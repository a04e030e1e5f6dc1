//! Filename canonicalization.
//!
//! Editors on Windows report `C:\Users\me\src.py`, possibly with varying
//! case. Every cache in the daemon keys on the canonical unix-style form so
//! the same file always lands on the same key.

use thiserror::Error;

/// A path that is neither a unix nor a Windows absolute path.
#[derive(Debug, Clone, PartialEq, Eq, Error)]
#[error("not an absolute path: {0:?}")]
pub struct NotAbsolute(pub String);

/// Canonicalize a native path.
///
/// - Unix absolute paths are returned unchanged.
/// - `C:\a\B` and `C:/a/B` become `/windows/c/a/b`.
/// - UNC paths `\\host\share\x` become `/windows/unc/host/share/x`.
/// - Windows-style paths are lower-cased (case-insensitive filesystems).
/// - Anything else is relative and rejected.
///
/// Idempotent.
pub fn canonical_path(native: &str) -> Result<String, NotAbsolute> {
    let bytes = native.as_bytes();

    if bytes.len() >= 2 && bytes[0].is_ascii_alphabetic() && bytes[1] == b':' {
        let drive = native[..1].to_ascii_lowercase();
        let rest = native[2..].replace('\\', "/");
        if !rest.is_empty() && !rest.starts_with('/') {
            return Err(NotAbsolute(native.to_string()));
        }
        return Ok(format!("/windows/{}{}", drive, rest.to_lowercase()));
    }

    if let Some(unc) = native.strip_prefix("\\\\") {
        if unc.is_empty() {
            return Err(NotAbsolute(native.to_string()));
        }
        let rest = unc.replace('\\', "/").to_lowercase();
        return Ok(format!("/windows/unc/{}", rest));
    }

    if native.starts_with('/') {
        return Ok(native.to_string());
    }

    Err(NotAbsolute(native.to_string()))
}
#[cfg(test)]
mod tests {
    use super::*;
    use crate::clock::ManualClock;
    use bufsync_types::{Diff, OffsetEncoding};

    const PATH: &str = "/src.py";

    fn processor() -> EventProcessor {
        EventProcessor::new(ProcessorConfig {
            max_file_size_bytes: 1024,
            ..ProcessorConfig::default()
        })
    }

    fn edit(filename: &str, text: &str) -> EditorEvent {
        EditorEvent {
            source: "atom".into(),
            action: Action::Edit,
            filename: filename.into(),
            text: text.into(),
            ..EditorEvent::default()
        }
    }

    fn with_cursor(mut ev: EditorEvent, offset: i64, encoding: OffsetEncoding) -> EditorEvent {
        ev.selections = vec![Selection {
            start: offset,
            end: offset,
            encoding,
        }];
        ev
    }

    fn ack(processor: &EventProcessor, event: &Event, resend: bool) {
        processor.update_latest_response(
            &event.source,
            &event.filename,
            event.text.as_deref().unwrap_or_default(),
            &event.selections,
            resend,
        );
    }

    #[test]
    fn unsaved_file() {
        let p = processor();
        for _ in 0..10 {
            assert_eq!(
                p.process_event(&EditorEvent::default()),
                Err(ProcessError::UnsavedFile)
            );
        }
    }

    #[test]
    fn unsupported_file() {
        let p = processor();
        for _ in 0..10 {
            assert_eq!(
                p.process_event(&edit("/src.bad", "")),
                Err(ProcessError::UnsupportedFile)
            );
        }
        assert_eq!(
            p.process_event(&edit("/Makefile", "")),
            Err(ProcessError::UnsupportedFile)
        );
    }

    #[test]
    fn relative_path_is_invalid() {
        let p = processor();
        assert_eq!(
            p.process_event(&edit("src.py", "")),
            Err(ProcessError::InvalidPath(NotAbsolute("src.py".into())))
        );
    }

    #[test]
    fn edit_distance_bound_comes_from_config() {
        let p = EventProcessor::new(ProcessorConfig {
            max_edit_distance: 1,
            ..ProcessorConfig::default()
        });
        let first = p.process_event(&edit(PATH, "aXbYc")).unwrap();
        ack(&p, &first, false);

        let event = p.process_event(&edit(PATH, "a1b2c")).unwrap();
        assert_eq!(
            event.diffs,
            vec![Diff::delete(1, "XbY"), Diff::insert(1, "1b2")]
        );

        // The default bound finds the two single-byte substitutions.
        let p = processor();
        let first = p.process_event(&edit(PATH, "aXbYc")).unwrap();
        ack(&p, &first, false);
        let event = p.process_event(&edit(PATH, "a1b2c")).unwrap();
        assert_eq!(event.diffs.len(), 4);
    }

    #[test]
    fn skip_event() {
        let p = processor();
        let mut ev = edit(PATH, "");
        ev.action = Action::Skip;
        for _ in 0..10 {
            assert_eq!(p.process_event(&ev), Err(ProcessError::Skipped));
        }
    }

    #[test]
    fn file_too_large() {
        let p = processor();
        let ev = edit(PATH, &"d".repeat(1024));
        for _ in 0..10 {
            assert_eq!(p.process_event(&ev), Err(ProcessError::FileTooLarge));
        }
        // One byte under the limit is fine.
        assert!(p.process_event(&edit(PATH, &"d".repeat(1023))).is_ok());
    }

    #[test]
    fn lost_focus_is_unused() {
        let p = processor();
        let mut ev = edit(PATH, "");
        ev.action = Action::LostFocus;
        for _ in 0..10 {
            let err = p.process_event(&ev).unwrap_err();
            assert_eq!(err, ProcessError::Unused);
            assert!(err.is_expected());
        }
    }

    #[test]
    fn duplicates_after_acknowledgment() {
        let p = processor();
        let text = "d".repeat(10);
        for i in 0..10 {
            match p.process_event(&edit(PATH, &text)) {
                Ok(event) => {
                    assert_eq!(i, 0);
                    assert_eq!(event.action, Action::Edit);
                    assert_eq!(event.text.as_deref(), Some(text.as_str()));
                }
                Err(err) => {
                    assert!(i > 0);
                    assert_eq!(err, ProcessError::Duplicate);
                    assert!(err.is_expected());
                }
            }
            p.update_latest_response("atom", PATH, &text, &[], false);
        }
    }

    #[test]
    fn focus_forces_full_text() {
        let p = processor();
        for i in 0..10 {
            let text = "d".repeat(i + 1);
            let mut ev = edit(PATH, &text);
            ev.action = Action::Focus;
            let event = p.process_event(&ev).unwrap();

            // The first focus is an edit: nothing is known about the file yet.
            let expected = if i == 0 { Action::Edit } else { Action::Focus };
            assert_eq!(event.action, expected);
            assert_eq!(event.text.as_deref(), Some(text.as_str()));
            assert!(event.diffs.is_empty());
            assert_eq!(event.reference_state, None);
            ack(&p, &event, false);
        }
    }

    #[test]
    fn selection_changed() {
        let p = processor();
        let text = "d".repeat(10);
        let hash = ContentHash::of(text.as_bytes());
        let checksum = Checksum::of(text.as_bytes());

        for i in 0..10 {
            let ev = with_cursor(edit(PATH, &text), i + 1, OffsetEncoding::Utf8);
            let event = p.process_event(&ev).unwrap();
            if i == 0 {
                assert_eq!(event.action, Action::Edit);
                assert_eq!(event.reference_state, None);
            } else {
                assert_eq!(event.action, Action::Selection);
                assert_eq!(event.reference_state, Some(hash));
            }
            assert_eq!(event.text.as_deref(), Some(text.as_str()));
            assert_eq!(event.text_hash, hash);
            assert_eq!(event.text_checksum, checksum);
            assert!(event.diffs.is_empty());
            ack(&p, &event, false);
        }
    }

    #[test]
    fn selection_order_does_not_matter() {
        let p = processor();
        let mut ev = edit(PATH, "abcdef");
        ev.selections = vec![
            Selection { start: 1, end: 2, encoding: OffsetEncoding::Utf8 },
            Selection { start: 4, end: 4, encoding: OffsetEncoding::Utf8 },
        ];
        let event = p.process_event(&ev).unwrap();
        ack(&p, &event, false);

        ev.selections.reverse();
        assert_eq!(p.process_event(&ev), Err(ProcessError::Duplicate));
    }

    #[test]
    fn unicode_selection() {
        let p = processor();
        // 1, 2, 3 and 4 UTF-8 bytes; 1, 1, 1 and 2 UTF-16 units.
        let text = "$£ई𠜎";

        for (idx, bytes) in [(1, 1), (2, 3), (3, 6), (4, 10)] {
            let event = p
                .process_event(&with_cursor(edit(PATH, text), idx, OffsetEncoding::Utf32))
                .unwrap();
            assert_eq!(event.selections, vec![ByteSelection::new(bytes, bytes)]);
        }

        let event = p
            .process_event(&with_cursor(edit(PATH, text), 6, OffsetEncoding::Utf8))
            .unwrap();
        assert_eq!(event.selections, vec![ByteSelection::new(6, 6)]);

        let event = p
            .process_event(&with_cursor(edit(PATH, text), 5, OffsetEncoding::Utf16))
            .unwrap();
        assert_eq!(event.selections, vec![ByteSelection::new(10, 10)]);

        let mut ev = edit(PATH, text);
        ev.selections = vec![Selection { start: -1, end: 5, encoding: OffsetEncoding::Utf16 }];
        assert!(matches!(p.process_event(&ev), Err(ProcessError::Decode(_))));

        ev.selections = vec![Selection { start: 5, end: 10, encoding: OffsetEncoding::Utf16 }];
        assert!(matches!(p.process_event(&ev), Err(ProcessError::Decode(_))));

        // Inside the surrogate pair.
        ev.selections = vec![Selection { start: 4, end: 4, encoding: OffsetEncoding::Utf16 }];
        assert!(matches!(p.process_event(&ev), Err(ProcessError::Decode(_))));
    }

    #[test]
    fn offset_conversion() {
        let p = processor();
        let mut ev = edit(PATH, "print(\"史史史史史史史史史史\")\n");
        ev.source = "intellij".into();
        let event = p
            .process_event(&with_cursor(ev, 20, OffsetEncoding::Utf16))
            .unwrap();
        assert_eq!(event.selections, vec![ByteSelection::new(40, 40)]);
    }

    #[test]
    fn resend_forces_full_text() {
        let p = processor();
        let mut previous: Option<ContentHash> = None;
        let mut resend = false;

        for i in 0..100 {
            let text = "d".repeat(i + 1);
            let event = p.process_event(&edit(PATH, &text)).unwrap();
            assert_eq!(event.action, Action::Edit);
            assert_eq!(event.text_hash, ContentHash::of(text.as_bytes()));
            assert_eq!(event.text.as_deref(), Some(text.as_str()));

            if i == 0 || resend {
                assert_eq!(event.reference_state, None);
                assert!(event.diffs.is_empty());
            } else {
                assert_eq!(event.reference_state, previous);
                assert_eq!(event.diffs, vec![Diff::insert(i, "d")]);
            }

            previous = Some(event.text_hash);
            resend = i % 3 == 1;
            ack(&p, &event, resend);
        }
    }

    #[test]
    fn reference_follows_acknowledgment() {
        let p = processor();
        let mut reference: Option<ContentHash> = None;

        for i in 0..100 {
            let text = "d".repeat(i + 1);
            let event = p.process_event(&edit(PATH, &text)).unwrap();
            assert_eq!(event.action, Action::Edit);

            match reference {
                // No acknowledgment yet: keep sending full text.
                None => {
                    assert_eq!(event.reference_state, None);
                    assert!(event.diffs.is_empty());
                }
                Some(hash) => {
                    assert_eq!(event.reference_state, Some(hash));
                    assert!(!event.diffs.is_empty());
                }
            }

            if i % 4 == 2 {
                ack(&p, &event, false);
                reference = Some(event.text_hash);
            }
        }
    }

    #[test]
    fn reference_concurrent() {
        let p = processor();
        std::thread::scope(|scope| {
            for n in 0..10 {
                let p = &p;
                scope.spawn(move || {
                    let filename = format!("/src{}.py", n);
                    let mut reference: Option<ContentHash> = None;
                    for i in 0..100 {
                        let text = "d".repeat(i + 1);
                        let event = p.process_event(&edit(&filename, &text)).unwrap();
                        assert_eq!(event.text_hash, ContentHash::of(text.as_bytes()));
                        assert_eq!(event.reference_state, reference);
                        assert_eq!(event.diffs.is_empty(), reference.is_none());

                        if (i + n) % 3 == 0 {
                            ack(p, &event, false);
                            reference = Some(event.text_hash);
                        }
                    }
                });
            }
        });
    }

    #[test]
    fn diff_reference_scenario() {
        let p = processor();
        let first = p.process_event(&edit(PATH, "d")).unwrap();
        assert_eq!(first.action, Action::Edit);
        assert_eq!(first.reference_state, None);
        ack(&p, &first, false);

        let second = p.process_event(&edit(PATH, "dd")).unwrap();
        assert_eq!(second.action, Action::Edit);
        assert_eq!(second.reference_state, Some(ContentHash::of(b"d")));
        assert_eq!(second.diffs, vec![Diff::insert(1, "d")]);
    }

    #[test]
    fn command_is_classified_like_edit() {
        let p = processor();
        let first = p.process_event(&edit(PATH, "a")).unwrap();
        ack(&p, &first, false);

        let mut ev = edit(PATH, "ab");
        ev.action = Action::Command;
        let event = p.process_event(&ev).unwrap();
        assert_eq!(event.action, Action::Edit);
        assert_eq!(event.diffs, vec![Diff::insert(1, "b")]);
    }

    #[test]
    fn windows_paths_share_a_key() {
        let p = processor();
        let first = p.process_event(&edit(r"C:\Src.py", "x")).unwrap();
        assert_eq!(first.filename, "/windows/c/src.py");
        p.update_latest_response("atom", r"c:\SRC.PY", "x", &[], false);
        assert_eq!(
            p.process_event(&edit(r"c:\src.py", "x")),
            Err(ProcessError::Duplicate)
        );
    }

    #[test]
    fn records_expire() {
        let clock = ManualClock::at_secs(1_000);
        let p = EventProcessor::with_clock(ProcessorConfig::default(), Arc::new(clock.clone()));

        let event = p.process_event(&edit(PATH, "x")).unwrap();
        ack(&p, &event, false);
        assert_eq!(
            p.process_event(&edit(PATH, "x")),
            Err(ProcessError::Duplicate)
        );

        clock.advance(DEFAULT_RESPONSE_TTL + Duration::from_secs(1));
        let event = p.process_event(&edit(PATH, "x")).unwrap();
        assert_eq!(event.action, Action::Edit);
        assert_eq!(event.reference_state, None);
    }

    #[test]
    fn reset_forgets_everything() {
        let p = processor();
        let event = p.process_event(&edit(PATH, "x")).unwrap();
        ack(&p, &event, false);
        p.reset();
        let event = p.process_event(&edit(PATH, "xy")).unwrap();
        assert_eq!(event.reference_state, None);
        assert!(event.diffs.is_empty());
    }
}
==============================
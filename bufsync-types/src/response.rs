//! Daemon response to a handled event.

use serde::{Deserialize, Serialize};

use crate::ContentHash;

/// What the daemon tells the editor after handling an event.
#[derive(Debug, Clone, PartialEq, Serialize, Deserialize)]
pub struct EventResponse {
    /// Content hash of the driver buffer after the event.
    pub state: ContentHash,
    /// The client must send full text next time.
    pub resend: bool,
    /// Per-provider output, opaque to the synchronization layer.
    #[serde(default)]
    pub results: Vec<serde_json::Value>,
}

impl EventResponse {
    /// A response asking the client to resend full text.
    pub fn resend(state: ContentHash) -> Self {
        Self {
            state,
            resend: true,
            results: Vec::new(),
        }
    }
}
==============================
> _YOUR INSTRUCTIONS_: What number of lines in the data contain the word "become"? Give the number and nothing else.

> _ANSWER AREA_: 2